L'article questionné par le Conseil de l'Europe, qui permet l'adoption d'un texte de loi sans vote du Parlement, figure depuis 1958 dans la Constitution française, et a été utilisé 100 fois par les gouvernements qui se sont succédé depuis cette date, dont pas moins de 28 fois par le gouvernement de Michel Rocard (1998-1991), et 11 fois par l'actuelle Première ministre, Élisabeth Borne, depuis sa nomination en mai 2022.
Depuis 2008, cet article ne peut être activé que pour les projets de loi de finances ou de financement de la sécurité sociale, et pour un seul autre texte par session parlementaire.
Dans un avis intérimaire publié mercredi, la Commission de Venise, groupe consultatif du Conseil de l'Europe apportant aux États des avis juridiques sur des projets de lois ou des textes déjà en vigueur, estime que ce dispositif «soulève des interrogations au regard des principes du pluralisme, de la séparation des pouvoirs et de la souveraineté du législateur».
Cet article constitue une «ingérence significative de l'exécutif dans les pouvoirs et le rôle du pouvoir législatif», observe la Commission. Le 49.3 «ne représente pas une forme de délégation, mais plutôt un pouvoir législatif autonome entre les mains de l'exécutif».
«Sans discussion réelle»
Elle conclut que «d'une manière apparemment inégalée par rapport aux autres pays européens», l'article 49.3 «renverse la charge de l'initiative» de l'adoption d'un texte, «en prévoyant que les membres de l'Assemblée nationale doivent présenter et voter à la majorité absolue une motion de censure afin de rejeter la loi».

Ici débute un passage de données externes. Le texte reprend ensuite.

impl LaneBoard {
    /// Read the board from `source`.
    ///
    /// `filter`, when given, is a pre-filtered card list: only those cards are
    /// shown, while ordering and WIP counts still use every card.
    pub fn mount<S: BoardSource + ?Sized>(
        source: &S,
        filter: Option<Vec<Card>>,
        config: BoardConfig,
        sink: Box<dyn ErrorSink>,
    ) -> Result<Self, BoardError> {
        let model = source.load_model()?;
        let live = LivePointer::new();
        tracing::debug!(
            target: "laneboard.board",
            lanes = model.lanes().len(),
            cards = model.cards().len(),
            filtered = filter.is_some(),
            "board mounted"
        );
        Ok(Self {
            model,
            filter: filter.map(|cards| cards.into_iter().map(|card| card.id).collect()),
            config,
            sink,
            controller: DragController::new(),
            pointer: PointerDragAdapter::new(),
            touch: TouchDragAdapter::new(live.clone(), config.preview),
            scroller: AutoScroller::new(live),
            touch_hover: None,
            page_suppressed: false,
            next_move_id: 0,
            outbox: Vec::new(),
            in_flight: Vec::new(),
            events: Vec::new(),
        })
    }

    /// Re-read the board from `source`.
    ///
    /// In-flight moves are re-applied on top of the fresh data. If the dragged
    /// card no longer exists the drag is cancelled.
    pub fn refresh<S, B>(&mut self, source: &S, surface: &mut B) -> Result<(), BoardError>
    where
        S: BoardSource + ?Sized,
        B: BoardSurface + ?Sized,
    {
        let mut model = source.load_model()?;
        for pending in &self.in_flight {
            let request = &pending.request;
            if model.card(&request.card_id).is_some() && model.lane(&request.to_lane).is_some() {
                model.apply_move(&request.card_id, &request.to_lane, request.new_order)?;
            }
        }
        self.model = model;

        let vanished = self
            .controller
            .current_drag()
            .is_some_and(|session| self.model.card(&session.card_id).is_none());
        if vanished {
            tracing::debug!(target: "laneboard.board", "dragged card vanished on refresh");
            self.teardown(surface);
        }
        Ok(())
    }

    /// Replace the pre-filtered card list.
    pub fn set_filter(&mut self, filter: Option<Vec<Card>>) {
        self.filter = filter.map(|cards| cards.into_iter().map(|card| card.id).collect());
    }

    #[must_use]
    pub fn model(&self) -> &LaneModel {
        &self.model
    }

    #[must_use]
    pub const fn config(&self) -> &BoardConfig {
        &self.config
    }

    #[must_use]
    pub fn controller(&self) -> &DragController {
        &self.controller
    }

    #[must_use]
    pub fn wip(&self) -> WipReport {
        WipMonitor::evaluate(&self.model)
    }

    #[must_use]
    pub const fn is_auto_scrolling(&self) -> bool {
        self.scroller.is_running()
    }

    #[must_use]
    pub const fn auto_scroller(&self) -> &AutoScroller {
        &self.scroller
    }

    #[must_use]
    pub const fn is_page_suppressed(&self) -> bool {
        self.page_suppressed
    }

    // -- pointer ------------------------------------------------------------

    pub fn pointer_drag_start(&mut self, card_id: &CardId) -> BeginDrag {
        let Some(card) = self.model.card(card_id) else {
            return BeginDrag::Ignored;
        };
        self.pointer.drag_start(&mut self.controller, card)
    }

    pub fn pointer_drag_over(&mut self, lane: Option<&LaneId>) -> DropEffect {
        let lane = lane.filter(|lane| self.model.lane(lane).is_some());
        self.pointer.drag_over(&self.controller, lane)
    }

    /// Native drop over `lane`. `None` when no pointer drag was active.
    pub fn pointer_drop<B: BoardSurface + ?Sized>(
        &mut self,
        surface: &mut B,
        lane: Option<&LaneId>,
    ) -> Option<DropDecision> {
        let decision = self.pointer.drop(&self.controller, &self.model, lane)?;
        self.settle_drop(&decision);
        self.teardown(surface);
        Some(decision)
    }

    /// Native drag ended. Cancels a pointer drag that saw no drop.
    pub fn pointer_drag_end<B: BoardSurface + ?Sized>(&mut self, surface: &mut B) -> bool {
        if !self.pointer.drag_end(&self.controller) {
            return false;
        }
        tracing::debug!(target: "laneboard.board", "pointer drag ended without drop");
        self.teardown(surface);
        true
    }

    // -- touch --------------------------------------------------------------

    pub fn touch_start<B: BoardSurface + ?Sized>(
        &mut self,
        surface: &mut B,
        card_id: &CardId,
        touch_id: u64,
        point: Point,
    ) -> TouchDispatch {
        let card = self.model.card(card_id);
        let dispatch = self
            .touch
            .touch_start(&mut self.controller, card, touch_id, point);
        if dispatch.outcome == TouchOutcome::Armed && !self.page_suppressed {
            surface.set_page_interaction(PageInteraction::Suppressed);
            self.page_suppressed = true;
        }
        dispatch
    }

    pub fn touch_move<B: BoardSurface + ?Sized>(
        &mut self,
        surface: &mut B,
        touch_id: u64,
        point: Point,
    ) -> TouchDispatch {
        let mut dispatch = self.touch.touch_move(&mut self.controller, touch_id, point);
        if dispatch.outcome.is_ignored() {
            return dispatch;
        }
        self.touch_hover = resolve_lane_at(&*surface, point);
        dispatch.schedule_frame = self.scroller.start();
        dispatch
    }

    pub fn touch_end<B: BoardSurface + ?Sized>(
        &mut self,
        surface: &mut B,
        touch_id: u64,
        point: Point,
    ) -> TouchDispatch {
        let mut dispatch = self.touch.touch_end(&mut self.controller, touch_id, point);
        if dispatch.outcome.is_ignored() {
            return dispatch;
        }
        let target = resolve_lane_at(&*surface, point);
        if let Some(session) = self.controller.current_drag() {
            let decision =
                DropResolver::resolve(&self.model, session, target.as_ref());
            self.settle_drop(&decision);
            dispatch.drop = Some(decision);
        }
        self.teardown(surface);
        dispatch.phase = self.touch.phase();
        dispatch
    }

    pub fn touch_cancel<B: BoardSurface + ?Sized>(
        &mut self,
        surface: &mut B,
        touch_id: u64,
    ) -> TouchDispatch {
        let mut dispatch = self.touch.touch_cancel(touch_id);
        if dispatch.outcome.is_ignored() {
            return dispatch;
        }
        self.teardown(surface);
        dispatch.phase = self.touch.phase();
        dispatch
    }

    // -- frames -------------------------------------------------------------

    /// Token the host should deliver on its next animation frame.
    #[must_use]
    pub const fn pending_frame(&self) -> Option<FrameToken> {
        self.scroller.pending_frame()
    }

    /// Run one auto-scroll tick.
    pub fn animation_frame<B: BoardSurface + ?Sized>(
        &mut self,
        surface: &mut B,
        token: FrameToken,
    ) -> FrameOutcome {
        if !self.controller.is_armed() {
            self.scroller.stop();
            return FrameOutcome::Stale;
        }
        let outcome = self.scroller.on_frame(token, surface, &self.config);
        // Scrolling moves lanes under a stationary finger.
        if matches!(outcome, FrameOutcome::Scrolled { .. })
            && self.touch.phase() != TouchPhase::Idle
        {
            if let Some(point) = self.controller.current_drag().and_then(|s| s.last_known_pointer) {
                self.touch_hover = resolve_lane_at(&*surface, point);
            }
        }
        outcome
    }

    // -- cancellation ---------------------------------------------------------

    /// Abandon the active drag, if any, without resolving a drop.
    pub fn cancel_drag<B: BoardSurface + ?Sized>(&mut self, surface: &mut B) -> bool {
        if !self.controller.is_armed() {
            return false;
        }
        self.teardown(surface);
        true
    }

    /// Tear the board down. Returns move requests the host has not drained.
    pub fn unmount<B: BoardSurface + ?Sized>(mut self, surface: &mut B) -> Vec<MoveRequest> {
        self.teardown(surface);
        tracing::debug!(target: "laneboard.board", "board unmounted");
        std::mem::take(&mut self.outbox)
    }

    fn teardown<B: BoardSurface + ?Sized>(&mut self, surface: &mut B) {
        self.scroller.stop();
        self.touch.reset();
        self.pointer.reset();
        self.touch_hover = None;
        if self.page_suppressed {
            surface.set_page_interaction(PageInteraction::Normal);
            self.page_suppressed = false;
        }
        self.controller.end_drag();
    }

    // -- moves ----------------------------------------------------------------

    fn settle_drop(&mut self, decision: &DropDecision) {
        match decision {
            DropDecision::Move(plan) => self.commit(plan),
            other => {
                tracing::debug!(target: "laneboard.board", ?other, "drop resolved without move");
            }
        }
    }

    fn commit(&mut self, plan: &MovePlan) {
        if let Err(error) = self.model.apply_move(&plan.card_id, &plan.to_lane, plan.new_order) {
            self.sink.report(&error);
            return;
        }
        self.next_move_id = self.next_move_id.wrapping_add(1);
        let request = MoveRequest::from_plan(MoveId::new(self.next_move_id), plan);
        tracing::debug!(
            target: "laneboard.board",
            id = %request.id,
            card = %plan.card_id,
            from = %plan.from_lane,
            to = %plan.to_lane,
            order = plan.new_order,
            "move queued"
        );
        self.outbox.push(request.clone());
        self.in_flight.push(InFlightMove {
            request,
            plan: plan.clone(),
        });
    }

    /// Drain move requests for the data layer.
    pub fn take_move_requests(&mut self) -> Vec<MoveRequest> {
        std::mem::take(&mut self.outbox)
    }

    /// Moves sent or queued but not yet completed.
    #[must_use]
    pub fn in_flight_moves(&self) -> Vec<&MoveRequest> {
        self.in_flight.iter().map(|pending| &pending.request).collect()
    }

    /// Report the data layer's answer for move `id`.
    pub fn complete_move(&mut self, id: MoveId, result: Result<(), MoveRejected>) -> MoveSettled {
        let Some(index) = self.in_flight.iter().position(|p| p.request.id == id) else {
            return MoveSettled::Unknown;
        };
        let InFlightMove { request, plan } = self.in_flight.remove(index);
        self.outbox.retain(|queued| queued.id != id);

        let rejected = match result {
            Ok(()) => {
                tracing::debug!(target: "laneboard.board", %id, "move confirmed");
                return MoveSettled::Confirmed;
            }
            Err(rejected) => rejected,
        };

        let unchanged = self.model.card(&request.card_id).is_some_and(|card| {
            card.lane_id == request.to_lane && card.order == request.new_order
        });
        let settled = if unchanged {
            match self
                .model
                .apply_move(&plan.card_id, &plan.from_lane, plan.previous_order)
            {
                Ok(_) => MoveSettled::RolledBack,
                Err(error) => {
                    self.sink.report(&error);
                    MoveSettled::Superseded
                }
            }
        } else {
            // The next unsettled move of this card now starts from the
            // rejected move's origin, so its own rollback skips the lane the
            // data layer refused.
            if let Some(successor) = self.in_flight[index..]
                .iter_mut()
                .find(|pending| pending.plan.card_id == plan.card_id)
            {
                successor.plan.from_lane = plan.from_lane.clone();
                successor.plan.previous_order = plan.previous_order;
            }
            MoveSettled::Superseded
        };

        let error = BoardError::MoveRejected {
            card_id: request.card_id.clone(),
            to_lane: request.to_lane.clone(),
            reason: rejected.reason,
        };
        tracing::warn!(
            target: "laneboard.board",
            %id,
            card = %request.card_id,
            to = %request.to_lane,
            ?settled,
            %error,
            "move rejected"
        );
        self.sink.report(&error);
        settled
    }

    /// Send every queued request through `mover` and complete each one.
    pub fn flush_moves<M: CardMover + ?Sized>(
        &mut self,
        mover: &mut M,
    ) -> Vec<(MoveId, MoveSettled)> {
        self.take_move_requests()
            .into_iter()
            .map(|request| {
                let result = mover.move_card(&request);
                (request.id, self.complete_move(request.id, result))
            })
            .collect()
    }

    // -- affordances ------------------------------------------------------------

    /// "Add card" on `lane`. Unknown lanes are ignored.
    pub fn request_create_card(&mut self, lane: &LaneId) -> bool {
        if self.model.lane(lane).is_none() {
            return false;
        }
        self.events.push(BoardEvent::CreateCardRequested {
            lane_id: lane.clone(),
        });
        true
    }

    /// Card click. Ignored for unknown cards and while a drag is active.
    pub fn open_card(&mut self, card_id: &CardId) -> bool {
        if self.controller.is_armed() || self.model.card(card_id).is_none() {
            return false;
        }
        self.events.push(BoardEvent::CardOpened {
            card_id: card_id.clone(),
        });
        true
    }

    pub fn take_events(&mut self) -> Vec<BoardEvent> {
        std::mem::take(&mut self.events)
    }

    // -- view -------------------------------------------------------------------

    #[must_use]
    pub fn view(&self) -> BoardView {
        let wip = self.wip();
        let session = self.controller.current_drag();
        let hover = self.pointer.hover_lane().or(self.touch_hover.as_ref());
        let lanes = self
            .model
            .lanes()
            .iter()
            .map(|lane| {
                let load = wip.lane(&lane.id);
                let is_origin = session.is_some_and(|s| s.origin_lane_id == lane.id);
                LaneView {
                    lane_id: lane.id.clone(),
                    title: lane.title.clone(),
                    cards: self
                        .model
                        .cards_in(&lane.id)
                        .into_iter()
                        .filter(|card| {
                            self.filter.as_ref().is_none_or(|ids| ids.contains(&card.id))
                        })
                        .map(|card| card.id.clone())
                        .collect(),
                    count: load.map_or(0, |l| l.count),
                    limit: load.and_then(|l| l.limit),
                    over_limit: load.is_some_and(|l| l.over_limit),
                    is_drop_target: session.is_some() && !is_origin && hover == Some(&lane.id),
                    is_origin,
                }
            })
            .collect();
        BoardView {
            lanes,
            preview: self.touch.preview(),
            dragging: session.map(|s| s.card_id.clone()),
        }
    }
}
#![forbid(unsafe_code)]

//! Drag session ownership.
//!
//! [`DragController`] is the single source of truth for what is being dragged
//! and from which lane. Both input adapters go through it, which is what keeps
//! a board to one drag at a time.
//!
//! ```text
//! Idle -> Dragging -> Idle
//! ```
//!
//! There is no `Dragging -> Dragging` edge: a begin request while a session is
//! active is ignored and the existing session is left untouched.

use serde::Serialize;

use crate::geometry::Point;
use crate::model::{Card, CardId, LaneId};

/// Which adapter started a session.
#[derive(Debug, Clone, Copy, PartialEq, Eq, Serialize)]
#[serde(rename_all = "snake_case")]
pub enum DragSource {
    Pointer,
    Touch,
}

/// Transient record of an in-progress drag.
#[derive(Debug, Clone, PartialEq, Serialize)]
pub struct DragSession {
    pub card_id: CardId,
    pub origin_lane_id: LaneId,
    pub source: DragSource,
    pub is_active: bool,
    pub last_known_pointer: Option<Point>,
}

/// Coarse controller state.
#[derive(Debug, Clone, Copy, PartialEq, Eq, Serialize)]
#[serde(rename_all = "snake_case")]
pub enum DragState {
    Idle,
    Dragging,
}

/// Result of [`DragController::begin_drag`].
#[derive(Debug, Clone, PartialEq)]
pub enum BeginDrag {
    Started(DragSession),
    /// A session was already active; nothing changed.
    Ignored,
}

impl BeginDrag {
    #[must_use]
    pub const fn is_started(&self) -> bool {
        matches!(self, Self::Started(_))
    }
}

/// Owns the at-most-one active [`DragSession`].
#[derive(Debug, Clone, Default)]
pub struct DragController {
    session: Option<DragSession>,
    sessions_started: u64,
}

impl DragController {
    #[must_use]
    pub const fn new() -> Self {
        Self {
            session: None,
            sessions_started: 0,
        }
    }

    /// Start dragging `card`, unless a drag is already active.
    pub fn begin_drag(&mut self, card: &Card, source: DragSource) -> BeginDrag {
        if let Some(active) = &self.session {
            tracing::debug!(
                target: "laneboard.drag",
                active = %active.card_id,
                requested = %card.id,
                "begin_drag ignored: drag already active"
            );
            return BeginDrag::Ignored;
        }
        let session = DragSession {
            card_id: card.id.clone(),
            origin_lane_id: card.lane_id.clone(),
            source,
            is_active: true,
            last_known_pointer: None,
        };
        self.sessions_started = self.sessions_started.saturating_add(1);
        tracing::debug!(
            target: "laneboard.drag",
            card = %card.id,
            origin = %card.lane_id,
            ?source,
            "drag started"
        );
        self.session = Some(session.clone());
        BeginDrag::Started(session)
    }

    /// The active session, if any.
    #[must_use]
    pub fn current_drag(&self) -> Option<&DragSession> {
        self.session.as_ref()
    }

    /// End the active session and return it. No-op when idle.
    pub fn end_drag(&mut self) -> Option<DragSession> {
        let mut session = self.session.take()?;
        session.is_active = false;
        tracing::debug!(
            target: "laneboard.drag",
            card = %session.card_id,
            "drag ended"
        );
        Some(session)
    }

    /// Record the latest known pointer position on the active session.
    pub fn update_pointer(&mut self, position: Point) {
        if let Some(session) = &mut self.session {
            session.last_known_pointer = Some(position);
        }
    }

    /// Lane drop targets accept a release only while a drag is active.
    #[must_use]
    pub const fn is_armed(&self) -> bool {
        self.session.is_some()
    }

    #[must_use]
    pub const fn state(&self) -> DragState {
        if self.session.is_some() {
            DragState::Dragging
        } else {
            DragState::Idle
        }
    }

    /// Total sessions started over the controller's lifetime.
    #[must_use]
    pub const fn sessions_started(&self) -> u64 {
        self.sessions_started
    }
}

Il permet ainsi, selon elle, «dans certains cas», l'adoption d'une loi «sans une discussion réelle et approfondie de son contenu». Les auteurs de l'avis critiquent également le contrôle du recours au 49.3 par le Conseil constitutionnel. Ce contrôle, restreint au «strict respect de la procédure d'activation», «limite la garantie de suprématie du pouvoir législatif».
La Commission de Venise annonce cependant qu'elle procèdera à une «analyse comparative» des dispositifs qui permettent aux gouvernements «d'intervenir dans les pouvoirs législatifs des parlements» des autres pays européens, avant de publier ses conclusions définitives.
L'article 49.3, élaboré comme une réponse aux situations de blocage parlementaire observées sous la IVe République, fait régulièrement l'objet de critiques de la part de responsables politiques, y compris de la part de ceux qui y ont eu recours.
«Déni de démocratie»
En 2006, François Hollande, alors député de Corrèze et premier secrétaire du PS, avait fustigé le recours à ce dispositif pour faire adopter le CPE (contrat première embauche), parlant d'«un déni de démocratie».
«Le 49.3 est une brutalité, le 49.3 est un déni de démocratie, le 49.3 est une manière de freiner ou d'empêcher le débat parlementaire», avait-il assuré. Quelques années plus tard, durant son mandat présidentiel (2012-2017), le Premier ministre, Manuel Valls, y avait eu recours à six reprises. Ce dernier avait proposé, au cours de la primaire du PS en 2016, de «supprimer purement et simplement» le 49.3, «hors texte budgétaire», dénonçant ses «effets pervers».
Dans le même sens, un groupe de 60 députés issus de la Nupes a déposé en mars une proposition de loi constitutionnelle «pour un article 49 respectueux de la représentation nationale», visant à supprimer l'article 49.3 de la Constitution.
Le Conseil de l'Europe, qui siège à Strasbourg, réunit les 46 États signataires de la Convention européenne de sauvegarde des droits de l'homme.
Ses différentes instances publient régulièrement des rapports et avis consultatifs: en mars la commissaire aux droits de l'homme de l'institution, Dunja Mijatovic, avait tancé l'"usage excessif de la force» envers les manifestants par les forces de l'ordre dans le cadre du mouvement social contre la réforme des retraites.